I am not unaware that there is a certain discontent that pervades all sorts and conditions of society. There is a kind of discontent that ought to be encouraged because it is the foundation of all progress and all advance in human development.

There are those that are not contented with the amount of education that they have, and they are therefore applying themselves in our schools and institutions of learning; and that is to the public advantage. 

There are those that are discontented with their general condition, think that they are not living the lives that they ought to live, and they are changing their methods of life, joining the church perhaps, and determining to live better in the future; that is for the advantage of the public. 

There are those that think they are not accomplishing enough from their efforts and they are determining that they will work a little harder in the future and do a little more and produce a little more and be more industrious than they have been in the past; that is a discontent that is for the public welfare. 

These sources of discontent are discontent with ourselves and wherever you find that as a condition, you have a foundation laid for the betterment of mankind. There is another kind of discontent that doesn’t look so encouraging; it is the discontent of those who want to profit without any effort; it is the discontent of those who want to control without any ownership, and to rule without legal authority and responsibility, and in this Nation of ours which we boast is made up of kings, they want to rule without being subjects; these are the people that are discontented with others, and that kind of discontent isn’t one on which you can base any progress or one on which we can expect the world to go forward…

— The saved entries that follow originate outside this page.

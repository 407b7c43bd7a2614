//! Run manifest attached to a successful arithmetic result.
//!
//! Records what was computed (operator, operand shape, block plan hash) and a
//! digest of the written cells so two runs can be compared without re-reading.

use serde::{Deserialize, Serialize};
use uuid::Uuid;

use crate::hash::Hash256;

#[derive(Debug, Clone, Copy, PartialEq, Eq, Serialize, Deserialize)]
#[serde(transparent)]
pub struct ManifestId(pub Uuid);

#[derive(Debug, Clone, PartialEq, Serialize, Deserialize)]
pub struct RunManifest {
    pub id: ManifestId,

    /// Operator symbol (`+`, `>=`, ...).
    pub operator: String,

    /// `raster`, `scalar` or `vector`.
    pub operand: String,

    pub reverse: bool,

    /// Stable hash of the block plan that every stream walked.
    pub plan_hash: Hash256,

    /// Engine version string for provenance.
    pub engine_version: String,

    pub blocks_written: usize,
    pub cells_written: u64,

    /// Digest of the output cells in write order.
    pub outputs_digest: Option<Hash256>,

    /// Highest budget usage observed while streaming.
    pub peak_bytes: usize,

    /// Milliseconds since Unix epoch (UTC).
    pub started_ms: u64,
    pub finished_ms: u64,
}

impl RunManifest {
    pub fn new(
        operator: impl Into<String>,
        operand: impl Into<String>,
        reverse: bool,
        plan_hash: Hash256,
        started_ms: u64,
    ) -> Self {
        Self {
            id: ManifestId(Uuid::new_v4()),
            operator: operator.into(),
            operand: operand.into(),
            reverse,
            plan_hash,
            engine_version: crate::VERSION.to_string(),
            blocks_written: 0,
            cells_written: 0,
            outputs_digest: None,
            peak_bytes: 0,
            started_ms,
            finished_ms: started_ms,
        }
    }

    pub fn finish(mut self, finished_ms: u64, outputs_digest: Option<Hash256>) -> Self {
        self.finished_ms = finished_ms;
        self.outputs_digest = outputs_digest;
        self
    }

    pub fn duration_ms(&self) -> u64 {
        self.finished_ms.saturating_sub(self.started_ms)
    }
}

— Calvin Coolidge, excerpt from an address before the Massachusetts Medical Society, June 9, 1920

On Another Decoration Day

Decoration Day is our best solemn national holiday which ought to be observed with impressive ceremony. No lapse or diminution should be permitted in the yearly devotion which the people pay to the memory of those who have served in our armed forces. 

As the ranks of the Grand Army of the Republic who established Memorial Day fade away, there is danger that the observance will be obscured in other more recent events. The principle involved must not be obscured. The day is sacred to the memory of all the dead who wore our uniform, from the earliest Indian wars to the present hour. In honoring their memory we are not glorifying war. We are a peaceful nation; our efforts led in securing the world treaty renouncing war as a national policy. But we honor their memory that we may glorify citizenship. 

They were the antithesis of selfish individualism, merging freedom and even chance of life in the common welfare of country. In danger, choosing the course that really counts, they preserved their rights by discharging their duties. No nation can live which cannot command that kind of service. No people worthy of such service will fail to do it in reverence.